Grahamia australiana

Scientific classification
- Kingdom: Plantae
- Clade: Embryophytes
- Clade: Tracheophytes
- Clade: Spermatophytes
- Clade: Angiosperms
- Clade: Eudicots
- Order: Caryophyllales
- Family: Anacampserotaceae
- Genus: Grahamia
- Species: G. australiana
- Binomial name: Grahamia australiana J.M. Black G.D.Rowley
- Synonyms: Anacampseros australiana J.M.Black;

= Grahamia australiana =

- Genus: Grahamia (plant)
- Species: australiana
- Authority: J.M. Black G.D.Rowley
- Synonyms: Anacampseros australiana J.M.Black

Species of flowering plant

Grahamia australiana is a species of plant from the family Anacampserotaceae which is endemic to Australia, it is often better known as Anacampseros australiana but the genus Anacampseros is now thought to be restricted to Africa.

==Description==
Grahamia australiana is a perennial succulent herb with weak, fleshy branches which have succulent, sessile leaves arranged alternately around their tips and which has tuberous roots and ascending flowering stems up to 20 cm in length which are leafy towards their base. The leaves are oblanceolate to obovate in shape, and are infrequently elliptic, measuring 1–2.5 cm in length and 5–12 mm across with a sharp point at the tip and covered in hairs. The inflorescences consist of few-flowered cymes The sepals enclose the 5 white to pinkish petals which are each 5–15 mm long and there are 8-10 stamens. The superior ovary is round and contains numerous ovules. It has a 3-valved fruit 5–12 mm long which sheds its epicarp early, the endocarp is a membrane which persists, the endocarp valves are surrounded by and are alternate with bristly, white and hardened remains of mesocarp and contains numerous pyramidal seeds.

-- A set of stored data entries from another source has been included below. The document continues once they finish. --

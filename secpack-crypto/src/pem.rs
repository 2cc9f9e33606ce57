//! RSA key material in PEM form.
//!
//! Public keys are accepted as SPKI (`PUBLIC KEY`) or PKCS#1
//! (`RSA PUBLIC KEY`); private keys as PKCS#1 (`RSA PRIVATE KEY`) or PKCS#8
//! (`PRIVATE KEY`). Output is always SPKI / PKCS#8.

use std::path::Path;

use rsa::pkcs1::{DecodeRsaPrivateKey, DecodeRsaPublicKey};
use rsa::pkcs8::{DecodePrivateKey, DecodePublicKey, EncodePrivateKey, EncodePublicKey, LineEnding};
use rsa::{RsaPrivateKey, RsaPublicKey};
use zeroize::Zeroizing;

use crate::error::{CryptoError, CryptoResult};

/// Which party a key belongs to. Only used to label diagnostics.
#[derive(Debug, Clone, Copy, PartialEq, Eq)]
pub enum KeyRole {
    /// The package recipient.
    Recipient,
    /// The license vendor.
    Vendor,
}

impl std::fmt::Display for KeyRole {
    fn fmt(&self, f: &mut std::fmt::Formatter<'_>) -> std::fmt::Result {
        match self {
            Self::Recipient => f.write_str("recipient"),
            Self::Vendor => f.write_str("vendor"),
        }
    }
}

/// Returns the label of the first PEM block, if any.
fn pem_label(pem: &str) -> Option<&str> {
    let start = pem.find("-----BEGIN ")? + "-----BEGIN ".len();
    let rest = &pem[start..];
    let end = rest.find("-----")?;
    Some(&rest[..end])
}

/// Parses an RSA public key from SPKI or PKCS#1 PEM.
pub fn parse_public_key(pem: &str, role: KeyRole) -> CryptoResult<RsaPublicKey> {
    if let Ok(key) = RsaPublicKey::from_public_key_pem(pem) {
        return Ok(key);
    }
    if let Ok(key) = RsaPublicKey::from_pkcs1_pem(pem) {
        return Ok(key);
    }
    Err(match pem_label(pem) {
        None => CryptoError::KeyFormat(format!("{role} public key: no PEM block found")),
        Some(label @ ("PUBLIC KEY" | "RSA PUBLIC KEY")) => {
            CryptoError::KeyFormat(format!("{role} public key: malformed {label} block"))
        }
        Some(label) => CryptoError::KeyFormat(format!(
            "{role} public key: expected PUBLIC KEY or RSA PUBLIC KEY, found {label}"
        )),
    })
}

/// Parses an RSA private key from PKCS#1 or PKCS#8 PEM.
pub fn parse_private_key(pem: &str, role: KeyRole) -> CryptoResult<RsaPrivateKey> {
    if let Ok(key) = RsaPrivateKey::from_pkcs1_pem(pem) {
        return Ok(key);
    }
    if let Ok(key) = RsaPrivateKey::from_pkcs8_pem(pem) {
        return Ok(key);
    }
    Err(match pem_label(pem) {
        None => CryptoError::KeyFormat(format!("{role} private key: no PEM block found")),
        Some(label @ ("PRIVATE KEY" | "RSA PRIVATE KEY")) => CryptoError::KeyFormat(format!(
            "{role} private key: malformed {label} block (not an RSA key?)"
        )),
        Some(label) => CryptoError::KeyFormat(format!(
            "{role} private key: expected PRIVATE KEY or RSA PRIVATE KEY, found {label}"
        )),
    })
}

fn read_pem(path: &Path, what: &str) -> CryptoResult<Zeroizing<String>> {
    std::fs::read_to_string(path)
        .map(Zeroizing::new)
        .map_err(|e| CryptoError::KeyFormat(format!("cannot read {what} {}: {e}", path.display())))
}

/// Reads and parses a public key file.
pub fn load_public_key(path: &Path, role: KeyRole) -> CryptoResult<RsaPublicKey> {
    let pem = read_pem(path, &format!("{role} public key"))?;
    parse_public_key(&pem, role)
}

/// Reads and parses a private key file.
pub fn load_private_key(path: &Path, role: KeyRole) -> CryptoResult<RsaPrivateKey> {
    let pem = read_pem(path, &format!("{role} private key"))?;
    parse_private_key(&pem, role)
}

/// Encodes a public key as SPKI PEM.
pub fn public_key_to_pem(key: &RsaPublicKey) -> CryptoResult<String> {
    key.to_public_key_pem(LineEnding::LF)
        .map_err(|e| CryptoError::KeyFormat(e.to_string()))
}

/// Encodes a private key as PKCS#8 PEM.
pub fn private_key_to_pem(key: &RsaPrivateKey) -> CryptoResult<Zeroizing<String>> {
    key.to_pkcs8_pem(LineEnding::LF)
        .map_err(|e| CryptoError::KeyFormat(e.to_string()))
}

/// Derives the public half of a private key.
pub fn public_key_from_private(key: &RsaPrivateKey) -> RsaPublicKey {
    key.to_public_key()
}
//! Secure package container.
//!
//! A package is a zip archive containing:
//! - `<file>.enc`: one encrypted payload per original file
//! - `wrapped_key.bin`: the package key, RSA-OAEP wrapped for the recipient
//! - `manifest.json`: optional; declares whether a license is required
//! - `vendor_public.pem`: optional; vendor key for verifying license tokens
//!
//! Extraction validates every entry name before writing anything, so a
//! crafted archive cannot place files outside the extraction directory.

mod archive;
mod error;
mod manifest;
pub mod names;
mod path;

pub use archive::{ArchiveBuilder, ArchiveReader, ExtractedArchive};
pub use error::{ArchiveError, ArchiveResult};
pub use manifest::Manifest;
pub use path::safe_entry_path;
//! Options for the pack and unpack workflows.
//!
//! Both option types are plain data with builder-style setters. `validate`
//! runs at the start of each workflow, before any key is loaded, so that
//! missing inputs surface as [`PackagerError::Configuration`].

use std::path::{Path, PathBuf};

use secpack_archive::names::DEFAULT_ARCHIVE_NAME;
use secpack_archive::safe_entry_path;
use secpack_license::Clock;

use crate::cancel::CancelToken;
use crate::error::{PackagerError, PackagerResult};

/// Default directory for decrypted output.
pub const DEFAULT_DECRYPT_DIR: &str = "./decrypted";

/// Inputs to [`crate::pack`].
#[derive(Debug, Clone)]
pub struct PackOptions {
    /// Flat directory whose regular files are encrypted. Subdirectories are skipped.
    pub input_dir: PathBuf,
    /// Where the archive (or loose artifacts) is written. Created if missing.
    pub output_dir: PathBuf,
    /// PEM public key of the recipient.
    pub recipient_public_key: PathBuf,
    /// Produce a zip archive. Default true.
    pub zip: bool,
    /// With `zip`, drop the loose artifacts after archiving. Default true.
    pub cleanup: bool,
    /// Embed a licensing manifest and the vendor key. Default false.
    pub license: bool,
    /// Vendor PEM public key, required when `license` is set.
    pub vendor_public_key: Option<PathBuf>,
    /// File name of the archive inside `output_dir`.
    pub archive_name: String,
    pub cancel: CancelToken,
}

impl PackOptions {
    pub fn new(
        input_dir: impl Into<PathBuf>,
        output_dir: impl Into<PathBuf>,
        recipient_public_key: impl Into<PathBuf>,
    ) -> Self {
        Self {
            input_dir: input_dir.into(),
            output_dir: output_dir.into(),
            recipient_public_key: recipient_public_key.into(),
            zip: true,
            cleanup: true,
            license: false,
            vendor_public_key: None,
            archive_name: DEFAULT_ARCHIVE_NAME.to_string(),
            cancel: CancelToken::default(),
        }
    }

    pub fn zip(mut self, zip: bool) -> Self {
        self.zip = zip;
        self
    }

    pub fn cleanup(mut self, cleanup: bool) -> Self {
        self.cleanup = cleanup;
        self
    }

    /// Enables licensing with the given vendor public key.
    pub fn license(mut self, vendor_public_key: impl Into<PathBuf>) -> Self {
        self.license = true;
        self.vendor_public_key = Some(vendor_public_key.into());
        self
    }

    pub fn archive_name(mut self, name: impl Into<String>) -> Self {
        self.archive_name = name.into();
        self
    }

    pub fn cancel_token(mut self, cancel: CancelToken) -> Self {
        self.cancel = cancel;
        self
    }

    pub fn validate(&self) -> PackagerResult<()> {
        if !self.input_dir.is_dir() {
            return Err(config_err(format!(
                "input directory {} does not exist",
                self.input_dir.display()
            )));
        }
        require_path("recipient public key", &self.recipient_public_key)?;
        if self.license {
            match &self.vendor_public_key {
                Some(path) => require_path("vendor public key", path)?,
                None => {
                    return Err(config_err(
                        "licensing is enabled but no vendor public key was given",
                    ));
                }
            }
        }
        if self.zip {
            let valid = safe_entry_path(&self.archive_name)
                .is_ok_and(|p| p.components().count() == 1);
            if !valid {
                return Err(config_err(format!(
                    "archive name {:?} must be a plain file name",
                    self.archive_name
                )));
            }
        }
        Ok(())
    }
}

/// Inputs to [`crate::unpack`].
#[derive(Debug, Clone)]
pub struct UnpackOptions {
    pub archive: PathBuf,
    /// PEM private key of the recipient.
    pub recipient_private_key: PathBuf,
    /// Destination for decrypted files. Created if missing.
    pub output_dir: PathBuf,
    /// File holding the license token line.
    pub license_token: Option<PathBuf>,
    /// Vendor public key. Takes precedence over the one inside the archive.
    pub vendor_public_key: Option<PathBuf>,
    /// Time source for expiry checks.
    pub clock: Clock,
    pub cancel: CancelToken,
}

impl UnpackOptions {
    pub fn new(archive: impl Into<PathBuf>, recipient_private_key: impl Into<PathBuf>) -> Self {
        Self {
            archive: archive.into(),
            recipient_private_key: recipient_private_key.into(),
            output_dir: PathBuf::from(DEFAULT_DECRYPT_DIR),
            license_token: None,
            vendor_public_key: None,
            clock: Clock::default(),
            cancel: CancelToken::default(),
        }
    }

    pub fn output_dir(mut self, dir: impl Into<PathBuf>) -> Self {
        self.output_dir = dir.into();
        self
    }

    pub fn license_token(mut self, path: impl Into<PathBuf>) -> Self {
        self.license_token = Some(path.into());
        self
    }

    pub fn vendor_public_key(mut self, path: impl Into<PathBuf>) -> Self {
        self.vendor_public_key = Some(path.into());
        self
    }

    pub fn clock(mut self, clock: Clock) -> Self {
        self.clock = clock;
        self
    }

    pub fn cancel_token(mut self, cancel: CancelToken) -> Self {
        self.cancel = cancel;
        self
    }

    pub fn validate(&self) -> PackagerResult<()> {
        if !self.archive.is_file() {
            return Err(config_err(format!(
                "archive {} does not exist",
                self.archive.display()
            )));
        }
        require_path("recipient private key", &self.recipient_private_key)?;
        require_path("output directory", &self.output_dir)?;
        if let Some(path) = &self.license_token {
            require_path("license token", path)?;
        }
        if let Some(path) = &self.vendor_public_key {
            require_path("vendor public key", path)?;
        }
        Ok(())
    }
}

fn config_err(msg: impl Into<String>) -> PackagerError {
    PackagerError::Configuration(msg.into())
}

fn require_path(what: &str, path: &Path) -> PackagerResult<()> {
    if path.as_os_str().is_empty() {
        return Err(config_err(format!("{what} path is empty")));
    }
    Ok(())
}
//! Verifies the license (if any), unwraps the package key and decrypts.
//!
//! Every path can also come from the environment, matching the container
//! deployment: `ENCRYPTED_ZIP_PATH`, `PRIVATE_KEY_PATH`, `TOKEN_FILE_PATH`,
//! `DECRYPT_OUTPUT_DIR`.
//!
//! Usage:
//!   unpack --zip encrypted_files.zip --priv customer_private.pem
//!   unpack --zip encrypted_files.zip --priv customer_private.pem \
//!       --license-token token.txt --out ./decrypted

use std::path::PathBuf;
use std::process::ExitCode;

use anyhow::{Context, Result};
use clap::Parser;
use secpack_core::{entry_names, unpack, PackagerError, UnpackOptions, DEFAULT_DECRYPT_DIR};

#[derive(Parser, Debug)]
#[command(name = "unpack")]
#[command(about = "Decrypt a package produced by packager")]
struct Args {
    /// Encrypted zip produced by packager
    #[arg(long, env = "ENCRYPTED_ZIP_PATH")]
    zip: PathBuf,

    /// Recipient RSA private key (PEM)
    #[arg(long = "priv", env = "PRIVATE_KEY_PATH")]
    private_key: Option<PathBuf>,

    /// Output directory for decrypted files
    #[arg(long, env = "DECRYPT_OUTPUT_DIR", default_value = DEFAULT_DECRYPT_DIR)]
    out: PathBuf,

    /// Vendor license token file
    #[arg(long = "license-token", env = "TOKEN_FILE_PATH")]
    license_token: Option<PathBuf>,

    /// Vendor public key (PEM); overrides the key bundled in the archive
    #[arg(long = "vendor-pub")]
    vendor_pub: Option<PathBuf>,

    /// Pin the license clock (YYYY-MM-DD or RFC 3339). Flag only, never read
    /// from the environment.
    #[arg(long, hide = true)]
    fake_now: Option<String>,

    /// List archive entries and exit
    #[arg(long)]
    list: bool,

    /// Print the outcome as JSON
    #[arg(long)]
    json: bool,

    /// Enable verbose debug logging
    #[arg(short, long)]
    verbose: bool,
}

fn main() -> ExitCode {
    let args = Args::parse();
    secpack_cli::init_tracing(args.verbose);
    match run(&args) {
        Ok(()) => ExitCode::SUCCESS,
        Err(e) => secpack_cli::fail(&e),
    }
}

fn run(args: &Args) -> Result<()> {
    if args.list {
        let names = entry_names(&args.zip).context("reading archive")?;
        if args.json {
            return secpack_cli::print_json(&names);
        }
        for name in names {
            println!("{name}");
        }
        return Ok(());
    }

    let private_key = args
        .private_key
        .as_ref()
        .ok_or_else(|| PackagerError::Configuration("--priv is required".into()))?;
    let clock = secpack_cli::clock_from_override(args.fake_now.as_deref())?;

    let mut options = UnpackOptions::new(&args.zip, private_key)
        .output_dir(&args.out)
        .clock(clock);
    if let Some(token) = &args.license_token {
        options = options.license_token(token);
    }
    if let Some(vendor) = &args.vendor_pub {
        options = options.vendor_public_key(vendor);
    }

    let outcome = unpack(&options).context("unpack failed")?;

    if args.json {
        return secpack_cli::print_json(&outcome);
    }
    if let Some(report) = &outcome.license {
        for line in report.summary() {
            println!("{line}");
        }
    }
    for file in &outcome.files {
        println!("Decrypted {}", file.display());
    }
    println!("Done. Decrypted files are in {}", args.out.display());
    Ok(())
}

==Distribution and habitat==
Grahamia australiana is endemic to Australia where it is found in New South Wales, Queensland, Northern Territory and South Australia. This plant can be found on rocky ranges, hills or rises composed of neutral or acidic rocks, and is often recorded as growing from rock crevices and between boulders. It has been recorded as flowering throughout the year and the fruits usually appear about a month after flowering.